O “acordo climático” EUA/China: insuficiente, tardio e perigoso

O compromisso assinado pelos dois maiores emissores de gases causadores do efeito estufa é ecologicamente insuficiente, tecnologicamente perigoso e portanto socialmente injusto. 

Artigo de Daniel Tanuro.


Xi Jinping e Barack Obama. Foto Prachatai/Flickr
O acordo entre os EUA e a China, em que os dois países se comprometem a reduzir as emissões de gás de efeito estufa para limitar as alterações climáticas teve larga cobertura da imprensa.
Ele surge poucas semanas após a publicação pela União Europeia dos seus próprios objetivos para reduzir emissões. E aumenta bastante as hipóteses de que a conferência sobre alterações climáticas de Paris no final de 2015 (COP 21) não seja uma repetição da conferência de Copenhague (2009) e que resulte mesmo num acordo internacional.
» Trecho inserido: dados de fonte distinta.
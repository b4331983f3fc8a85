//! Field validation and sanitization applied before anything is persisted.
//!
//! Over-length input is rejected, never truncated.

use std::path::Path;
use std::sync::OnceLock;

use regex_lite::Regex;

use crate::error::{Error, Result};

pub const MAX_TITLE_LEN: usize = 200;
pub const MAX_DESCRIPTION_LEN: usize = 5000;
pub const MAX_COMMENT_LEN: usize = 2000;
pub const MAX_CHECKLIST_TEXT_LEN: usize = 200;
pub const MAX_REASON_LEN: usize = 500;
pub const MAX_AUTHOR_LEN: usize = 100;

const DEFAULT_AUTHOR: &str = "unknown";

const MARKUP_TAG: &str = r"<[^<>]*>";

fn markup_pattern() -> &'static Regex {
    static PATTERN: OnceLock<Regex> = OnceLock::new();
    PATTERN.get_or_init(|| Regex::new(MARKUP_TAG).expect("valid markup tag regex"))
}

/// Remove tags and collapse runs of whitespace
pub fn strip_markup(raw: &str) -> String {
    let stripped = markup_pattern().replace_all(raw, " ");
    stripped.split_whitespace().collect::<Vec<_>>().join(" ")
}

fn check_len(field: &str, value: &str, max: usize) -> Result<()> {
    let len = value.chars().count();
    if len > max {
        return Err(Error::validation(
            field,
            format!("must be at most {max} characters (got {len})"),
        ));
    }
    Ok(())
}

pub fn sanitize_title(raw: &str) -> Result<String> {
    let title = strip_markup(raw);
    if title.is_empty() {
        return Err(Error::validation("title", "cannot be empty"));
    }
    check_len("title", &title, MAX_TITLE_LEN)?;
    Ok(title)
}

pub fn sanitize_description(raw: &str) -> Result<String> {
    let description = raw.trim().to_string();
    check_len("description", &description, MAX_DESCRIPTION_LEN)?;
    Ok(description)
}

pub fn sanitize_comment(raw: &str) -> Result<String> {
    let text = raw.trim().to_string();
    if text.is_empty() {
        return Err(Error::validation("comment", "cannot be empty"));
    }
    check_len("comment", &text, MAX_COMMENT_LEN)?;
    Ok(text)
}

pub fn sanitize_author(raw: Option<&str>) -> Result<String> {
    let author = raw.map(strip_markup).unwrap_or_default();
    if author.is_empty() {
        return Ok(DEFAULT_AUTHOR.to_string());
    }
    check_len("author", &author, MAX_AUTHOR_LEN)?;
    Ok(author)
}

/// Checklist titles and item texts
pub fn sanitize_checklist_text(field: &str, raw: &str) -> Result<String> {
    let text = strip_markup(raw);
    if text.is_empty() {
        return Err(Error::validation(field, "cannot be empty"));
    }
    check_len(field, &text, MAX_CHECKLIST_TEXT_LEN)?;
    Ok(text)
}

pub fn sanitize_reason(raw: &str) -> Result<String> {
    let reason = raw.trim().to_string();
    check_len("reason", &reason, MAX_REASON_LEN)?;
    Ok(reason)
}

/// Check `value` against a configured value set
pub fn check_enum(field: &str, value: &str, allowed: &[String]) -> Result<String> {
    let value = value.trim();
    if allowed.iter().any(|entry| entry == value) {
        return Ok(value.to_string());
    }
    Err(Error::validation(
        field,
        format!("unknown value '{value}' (expected one of: {})", allowed.join(", ")),
    ))
}

/// Normalize one related-file path to a root-relative, `/`-separated form
///
/// Rejects parent-directory segments, absolute paths outside `root`, and
/// extensions listed in `disallowed`.
pub fn normalize_path(raw: &str, root: &Path, disallowed: &[String]) -> Result<String> {
    let cleaned = raw.trim().replace('\\', "/");
    if cleaned.is_empty() {
        return Err(Error::validation("relatedFiles", "path cannot be empty"));
    }

    let relative = if Path::new(&cleaned).is_absolute() {
        match Path::new(&cleaned).strip_prefix(root) {
            Ok(rest) => rest.to_string_lossy().replace('\\', "/"),
            Err(_) => {
                return Err(Error::validation(
                    "relatedFiles",
                    format!("absolute path outside the project root: {raw}"),
                ))
            }
        }
    } else {
        cleaned
    };

    let mut segments = Vec::new();
    for segment in relative.split('/') {
        match segment {
            "" | "." => continue,
            ".." => {
                return Err(Error::validation(
                    "relatedFiles",
                    format!("path traversal is not allowed: {raw}"),
                ))
            }
            other => segments.push(other),
        }
    }

    if segments.is_empty() {
        return Err(Error::validation(
            "relatedFiles",
            format!("path does not name a file: {raw}"),
        ));
    }

    let normalized = segments.join("/");
    if let Some(ext) = Path::new(&normalized).extension().and_then(|ext| ext.to_str()) {
        let ext = ext.to_ascii_lowercase();
        if disallowed
            .iter()
            .any(|blocked| blocked.trim().trim_start_matches('.').eq_ignore_ascii_case(&ext))
        {
            return Err(Error::validation(
                "relatedFiles",
                format!("file extension '.{ext}' is not allowed: {raw}"),
            ));
        }
    }

    Ok(normalized)
}

/// Normalize a list of paths, dropping duplicates but keeping first-seen order
pub fn normalize_paths<S: AsRef<str>>(
    raws: &[S],
    root: &Path,
    disallowed: &[String],
) -> Result<Vec<String>> {
    let mut out: Vec<String> = Vec::with_capacity(raws.len());
    for raw in raws {
        let normalized = normalize_path(raw.as_ref(), root, disallowed)?;
        if !out.contains(&normalized) {
            out.push(normalized);
        }
    }
    Ok(out)
}

/// Append `additions` to `existing`, skipping entries already present
pub fn merge_paths(existing: &mut Vec<String>, additions: Vec<String>) {
    for path in additions {
        if !existing.contains(&path) {
            existing.push(path);
        }
    }
}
Mas ao mesmo tempo, o conteúdo geral deste compromisso assinado pelos dois maiores emissores de gases do efeito estufa veio confirmar a probabilidade ainda maior de que este acordo internacional seja ecologicamente insuficiente, tecnologicamente perigoso e portanto socialmente injusto.
Os compromissos da China
Comecemos pelo lado chinês do acordo. O texto apresentado em Pequim por Barack Obama e Xi Jinping estipula que “a China pretende atingir o seu pico de emissões de CO2 por volta do ano 2030” e quer “aumentar a fatia de combustíveis não-fósseis no consumo primário de energia para cerca de 20% em 2030”. Para avaliarmos esta promessa é preciso recordar que as fontes de energia “carbono zero” na China representavam em 2013 9% do consumo primário de energia, com o plano quinquenal a apontar para 15% em 2020. Um crescimento extra de 5% nos próximos dez anos não é um grande feito: foram investidos 65 bilhões de dólares em combustíveis “não-fósseis” em 2012. Também devemos lembrar que as “fontes carbono zero” não são o mesmo que “fontes renováveis”.
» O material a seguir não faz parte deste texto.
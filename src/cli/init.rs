//! tasktracker init command implementation
//!
//! Creates `.tasktracker/` with a default config and empty collections.

use std::path::PathBuf;

use crate::cli::GlobalOptions;
use crate::error::Result;
use crate::output::Message;
use crate::store::TaskStore;

#[derive(serde::Serialize)]
struct InitReport {
    root: PathBuf,
    data_dir: PathBuf,
    created: bool,
}

pub fn run(global: &GlobalOptions) -> Result<()> {
    let root = global.resolve_root()?;
    let existed = root.join(crate::storage::DATA_DIR).is_dir();

    let mut store = TaskStore::init(&root)?;
    let report = InitReport {
        root: store.root().to_path_buf(),
        data_dir: store.storage().data_dir(),
        created: !existed,
    };

    let header = if existed {
        "tasktracker init: already initialized"
    } else {
        "tasktracker init: created store"
    };
    let mut message = Message::new(header);
    message
        .field("root", report.root.display().to_string())
        .field("data", report.data_dir.display().to_string())
        .hint("tasktracker add \"<title>\"");
    global.reply(&mut store, &report, &message)
}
A energia produzida pelas grandes barragens hidroelétricas e centrais nucleares não são renováveis (as barragens enchem-se de sedimentos e as reservas de urânio são limitadas). Mas estas fontes de energia são consideradas como “carbono zero” ou “baixo carbono”. Em abril de 2014, a China tinha em funcionamento 20 centrais nucleares e 28 centrais em construção (duas delas de terceira geração - EPR). O programa nuclear foi suspenso após Fukushima, mas já recomeçou: a capacidade nuclear vai triplicar em 2020…
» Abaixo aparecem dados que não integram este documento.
//! Archive store
//!
//! Archived tasks live in `.tasktracker/archives.json` as `{ "archives" }`,
//! each carrying an `archived` block. Moving a task between the two files
//! is one [`Batch`] with an update per file, so a failed write restores
//! both.

use chrono::{DateTime, Utc};
use serde::{Deserialize, Serialize};
use tracing::info;

use crate::batch::{edit, Batch};
use crate::error::{Error, Result};
use crate::store::TaskStore;
use crate::task::{ArchiveInfo, Task, TaskCollection, TaskFilter};
use crate::validate;

/// Root of `archives.json`
#[derive(Debug, Clone, Default, PartialEq, Eq, Serialize, Deserialize)]
pub struct ArchiveCollection {
    #[serde(default)]
    pub archives: Vec<Task>,
}

impl ArchiveCollection {
    pub fn find(&self, id: u64) -> Option<&Task> {
        self.archives.iter().find(|task| task.id == id)
    }

    pub fn remove(&mut self, id: u64) -> Option<Task> {
        let idx = self.archives.iter().position(|task| task.id == id)?;
        Some(self.archives.remove(idx))
    }

    pub fn max_id(&self) -> u64 {
        self.archives.iter().map(|task| task.id).max().unwrap_or(0)
    }
}

/// Predicates for [`TaskStore::list_archived`]; date bounds are inclusive
#[derive(Debug, Clone, Default)]
pub struct ArchiveFilter {
    pub status: Option<String>,
    pub category: Option<String>,
    pub priority: Option<String>,
    pub text: Option<String>,
    pub archived_since: Option<DateTime<Utc>>,
    pub archived_until: Option<DateTime<Utc>>,
}

impl ArchiveFilter {
    pub fn matches(&self, task: &Task) -> bool {
        let fields = TaskFilter {
            status: self.status.clone(),
            category: self.category.clone(),
            priority: self.priority.clone(),
            text: self.text.clone(),
            ..TaskFilter::default()
        };
        if !fields.matches(task) {
            return false;
        }

        if self.archived_since.is_none() && self.archived_until.is_none() {
            return true;
        }
        let Some(info) = &task.archived else {
            return false;
        };
        self.archived_since.map_or(true, |since| info.date >= since)
            && self.archived_until.map_or(true, |until| info.date <= until)
    }
}

impl TaskStore {
    /// Move an active task into the archive
    pub fn archive_task(&mut self, id: u64, reason: &str) -> Result<Task> {
        let reason = validate::sanitize_reason(reason)?;
        let tasks = self.load_tasks()?;
        let archives = self.load_archives()?;

        let mut archived = tasks.find(id).cloned().ok_or(Error::TaskNotFound(id))?;
        if archives.find(id).is_some() {
            return Err(Error::Conflict(format!("task {id} is already archived")));
        }
        archived.archived = Some(ArchiveInfo {
            date: Utc::now(),
            reason,
        });

        let tasks_file = self.storage.tasks_file();
        let archives_file = self.storage.archives_file();
        let empty_archive = serde_json::to_value(ArchiveCollection::default())?;

        let record = archived.clone();
        let batch = Batch::new()
            .with_ttl(self.ttl())
            .update(&tasks_file, move |value| {
                edit::<TaskCollection, _>(value, |collection| {
                    collection.remove(id).ok_or(Error::TaskNotFound(id))?;
                    Ok(())
                })
            })
            .update_or_init(&archives_file, empty_archive, move |value| {
                edit::<ArchiveCollection, _>(value, |collection| {
                    collection.archives.push(record);
                    Ok(())
                })
            });
        batch.execute(&mut self.cache)?;

        info!(id, "task archived");
        Ok(archived)
    }

    /// Move an archived task back into the active store
    ///
    /// Nothing is written when the id is already taken by an active task.
    pub fn restore_task(&mut self, id: u64) -> Result<Task> {
        let tasks = self.load_tasks()?;
        let archives = self.load_archives()?;

        let mut restored = archives
            .find(id)
            .cloned()
            .ok_or(Error::ArchivedTaskNotFound(id))?;
        if tasks.find(id).is_some() {
            return Err(Error::Conflict(format!(
                "cannot restore task {id}: an active task already uses that id"
            )));
        }
        restored.archived = None;

        let tasks_file = self.storage.tasks_file();
        let archives_file = self.storage.archives_file();
        let empty_tasks = serde_json::to_value(TaskCollection::default())?;

        let record = restored.clone();
        let batch = Batch::new()
            .with_ttl(self.ttl())
            .update(&archives_file, move |value| {
                edit::<ArchiveCollection, _>(value, |collection| {
                    collection
                        .remove(id)
                        .ok_or(Error::ArchivedTaskNotFound(id))?;
                    Ok(())
                })
            })
            .update_or_init(&tasks_file, empty_tasks, move |value| {
                edit::<TaskCollection, _>(value, |collection| {
                    collection.last_id = collection.last_id.max(id);
                    collection.tasks.push(record);
                    Ok(())
                })
            });
        batch.execute(&mut self.cache)?;

        info!(id, "task restored");
        Ok(restored)
    }

    /// Archived tasks matching `filter`, sorted by id
    pub fn list_archived(&mut self, filter: &ArchiveFilter) -> Result<Vec<Task>> {
        let mut matched: Vec<Task> = self
            .load_archives()?
            .archives
            .into_iter()
            .filter(|task| filter.matches(task))
            .collect();
        matched.sort_by_key(|task| task.id);
        Ok(matched)
    }

    pub fn get_archived(&mut self, id: u64) -> Result<Task> {
        self.load_archives()?
            .find(id)
            .cloned()
            .ok_or(Error::ArchivedTaskNotFound(id))
    }
}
E finalmente, devemos saber também que, de acordo com o Painel Intergovernamental para as Alterações Climáticas (IPCC), para respeitar o limite de 2ºC e tendo em conta as responsabilidades diferenciadas dos diferentes grupos de países (“desenvolvidos”, “emergentes” e “outros”), países como a China devem aumentar a sua eficiência energética - o que significa diminuir as suas emissões - em 15% a 30% (dependendo do nível de desenvolvimento). Com o objetivo de 20%, a China continua no nível inferior deste objetivo.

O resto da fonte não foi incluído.